▸ **PROBLEM DESCRIPTION**:
Across the entries below, count the lines that contain the word "bool" and reply with that number only.

-- Opening Marker --

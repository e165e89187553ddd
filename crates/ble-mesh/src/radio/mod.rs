//! Radio capability abstraction for cross-platform support
//!
//! Native BLE callbacks are turned into one channel per event category; the
//! connection manager consumes them from a single dispatch loop.

pub mod central;
pub mod peripheral;

use crate::error::MeshResult;
use crate::protocol::PeerInfo;
use crate::session::{PeerHandle, SessionId, SessionRole};
use async_trait::async_trait;
use shared::MeshNetworkConfig;
use std::fmt;
use std::sync::{Arc, Mutex};
use tokio::sync::{mpsc, watch};
use tracing::{debug, info};

pub use central::BtleplugCentral;
pub use peripheral::PlatformPeripheral;

/// Buffer size of each radio event channel
pub const EVENT_CHANNEL_CAPACITY: usize = 256;

/// Identifier of a device seen while scanning, used to connect to it
#[derive(Debug, Clone, PartialEq, Eq, Hash)]
pub struct DeviceId(String);

impl DeviceId {
    pub fn new(id: impl Into<String>) -> Self {
        Self(id.into())
    }

    pub fn as_str(&self) -> &str {
        &self.0
    }
}

impl fmt::Display for DeviceId {
    fn fmt(&self, f: &mut fmt::Formatter<'_>) -> fmt::Result {
        f.write_str(&self.0)
    }
}

#[derive(Debug, Clone, PartialEq, Eq)]
pub struct DiscoveredDevice {
    pub device_id: DeviceId,
    pub local_name: Option<String>,
    pub rssi: Option<i16>,
}

/// Result of a successful central connect
#[derive(Debug, Clone, PartialEq, Eq)]
pub struct ConnectedPeer {
    pub handle: PeerHandle,
    pub mtu: usize,
}

/// Raw bytes written to us by a peer, in either role
#[derive(Debug, Clone)]
pub struct InboundChunk {
    pub handle: PeerHandle,
    pub role: SessionRole,
    pub data: Vec<u8>,
    /// Usable write size reported by the stack for this link
    pub mtu: usize,
}

#[derive(Debug, Clone, Copy, PartialEq, Eq)]
pub enum RadioPower {
    Unknown,
    PoweredOn,
    PoweredOff,
}

/// What we advertise in the peripheral role
#[derive(Debug, Clone)]
pub struct LocalIdentity {
    pub peer_info: PeerInfo,
}

impl LocalIdentity {
    pub fn new(peer_info: PeerInfo) -> Self {
        Self { peer_info }
    }

    pub fn local_name(&self) -> &str {
        &self.peer_info.display_name
    }
}

/// Receiving side of the radio's event channels
#[derive(Debug)]
pub struct RadioEvents {
    pub discovered: mpsc::Receiver<DiscoveredDevice>,
    pub inbound: mpsc::Receiver<InboundChunk>,
    pub disconnected: mpsc::Receiver<SessionId>,
    pub power: watch::Receiver<RadioPower>,
}

/// Sending side of the radio's event channels, cloned into every native callback
#[derive(Debug, Clone)]
pub struct EventSink {
    discovered: mpsc::Sender<DiscoveredDevice>,
    inbound: mpsc::Sender<InboundChunk>,
    disconnected: mpsc::Sender<SessionId>,
    power: Arc<watch::Sender<RadioPower>>,
}

/// Create a connected sink/receiver pair
pub fn event_channels(capacity: usize) -> (EventSink, RadioEvents) {
    let (discovered_tx, discovered_rx) = mpsc::channel(capacity);
    let (inbound_tx, inbound_rx) = mpsc::channel(capacity);
    let (disconnected_tx, disconnected_rx) = mpsc::channel(capacity);
    let (power_tx, power_rx) = watch::channel(RadioPower::Unknown);

    (
        EventSink {
            discovered: discovered_tx,
            inbound: inbound_tx,
            disconnected: disconnected_tx,
            power: Arc::new(power_tx),
        },
        RadioEvents {
            discovered: discovered_rx,
            inbound: inbound_rx,
            disconnected: disconnected_rx,
            power: power_rx,
        },
    )
}

impl EventSink {
    pub async fn discovered(&self, device: DiscoveredDevice) {
        if self.discovered.send(device).await.is_err() {
            debug!("Discovery receiver dropped");
        }
    }

    pub async fn inbound(&self, chunk: InboundChunk) -> bool {
        self.inbound.send(chunk).await.is_ok()
    }

    pub async fn disconnected(&self, session: SessionId) {
        if self.disconnected.send(session).await.is_err() {
            debug!("Disconnect receiver dropped");
        }
    }

    pub fn set_power(&self, power: RadioPower) {
        self.power.send_replace(power);
    }
}

/// Platform-agnostic BLE capability
///
/// Implementations do not apply timeouts themselves; the connection manager bounds
/// every call.
#[async_trait]
pub trait RadioTransport: Send + Sync + 'static {
    /// Start scanning for peers advertising the mesh service
    async fn start_scanning(&self) -> MeshResult<()>;

    /// Stop scanning; a no-op if not scanning
    async fn stop_scanning(&self) -> MeshResult<()>;

    /// Publish the mesh GATT service and advertise it
    async fn start_advertising(&self, identity: &LocalIdentity) -> MeshResult<()>;

    /// Withdraw the advertisement and GATT service; a no-op if not advertising
    async fn stop_advertising(&self) -> MeshResult<()>;

    /// Connect, discover the mesh characteristics and subscribe to notifications
    async fn connect(&self, device: &DeviceId) -> MeshResult<ConnectedPeer>;

    async fn disconnect(&self, handle: &PeerHandle, role: SessionRole) -> MeshResult<()>;

    /// Write one chunk to the peer over the channel matching `role`
    async fn write_chunk(&self, handle: &PeerHandle, role: SessionRole, chunk: &[u8])
        -> MeshResult<()>;

    async fn is_connected(&self, handle: &PeerHandle, role: SessionRole) -> bool;

    /// Hand over the event receivers; only the first call returns them
    fn take_events(&self) -> Option<RadioEvents>;

    /// Whether a peripheral-role write reaches every subscribed central, not only `handle`
    fn notifies_all_subscribers(&self) -> bool {
        false
    }
}

/// Central role via btleplug plus the platform's peripheral role
pub struct PlatformRadio {
    central: BtleplugCentral,
    peripheral: PlatformPeripheral,
    events: Mutex<Option<RadioEvents>>,
}

impl PlatformRadio {
    /// Probe the host for a usable adapter
    ///
    /// Fails with `MeshError::RadioUnavailable` when there is no adapter at all; a
    /// present but powered-off adapter is reported through the power channel instead.
    pub async fn detect(config: &MeshNetworkConfig) -> MeshResult<Self> {
        info!("Detecting BLE radio");

        let (sink, events) = event_channels(EVENT_CHANNEL_CAPACITY);
        let central = BtleplugCentral::new(sink.clone(), config.default_mtu).await?;
        let peripheral = PlatformPeripheral::new(sink).await?;

        Ok(Self {
            central,
            peripheral,
            events: Mutex::new(Some(events)),
        })
    }
}

#[async_trait]
impl RadioTransport for PlatformRadio {
    async fn start_scanning(&self) -> MeshResult<()> {
        self.central.start_scanning().await
    }

    async fn stop_scanning(&self) -> MeshResult<()> {
        self.central.stop_scanning().await
    }

    async fn start_advertising(&self, identity: &LocalIdentity) -> MeshResult<()> {
        self.peripheral.start_advertising(identity).await
    }

    async fn stop_advertising(&self) -> MeshResult<()> {
        self.peripheral.stop_advertising().await
    }

    async fn connect(&self, device: &DeviceId) -> MeshResult<ConnectedPeer> {
        self.central.connect(device).await
    }

    async fn disconnect(&self, handle: &PeerHandle, role: SessionRole) -> MeshResult<()> {
        match role {
            SessionRole::OutgoingCentral => self.central.disconnect(handle).await,
            SessionRole::IncomingPeripheral => self.peripheral.disconnect(handle).await,
        }
    }

    async fn write_chunk(
        &self,
        handle: &PeerHandle,
        role: SessionRole,
        chunk: &[u8],
    ) -> MeshResult<()> {
        match role {
            SessionRole::OutgoingCentral => self.central.write_chunk(handle, chunk).await,
            SessionRole::IncomingPeripheral => self.peripheral.notify_chunk(handle, chunk).await,
        }
    }

    async fn is_connected(&self, handle: &PeerHandle, role: SessionRole) -> bool {
        match role {
            SessionRole::OutgoingCentral => self.central.is_connected(handle).await,
            SessionRole::IncomingPeripheral => self.peripheral.is_connected(handle).await,
        }
    }

    fn take_events(&self) -> Option<RadioEvents> {
        self.events.lock().ok().and_then(|mut events| events.take())
    }

    fn notifies_all_subscribers(&self) -> bool {
        PlatformPeripheral::NOTIFIES_ALL_SUBSCRIBERS
    }
}
//! Solana RPC access for relay nodes

pub mod circuit_breaker;
pub mod ledger;
pub mod retry;

pub use circuit_breaker::{CircuitBreaker, CircuitBreakerConfig, CircuitState};
pub use ledger::{is_retryable, RpcFailure, SolanaLedger};
pub use retry::{retry_with_backoff, retry_with_backoff_if, RetryConfig};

-- Closing Marker --

▸ **SOLUTION FOR THIS EXERCISE**:
5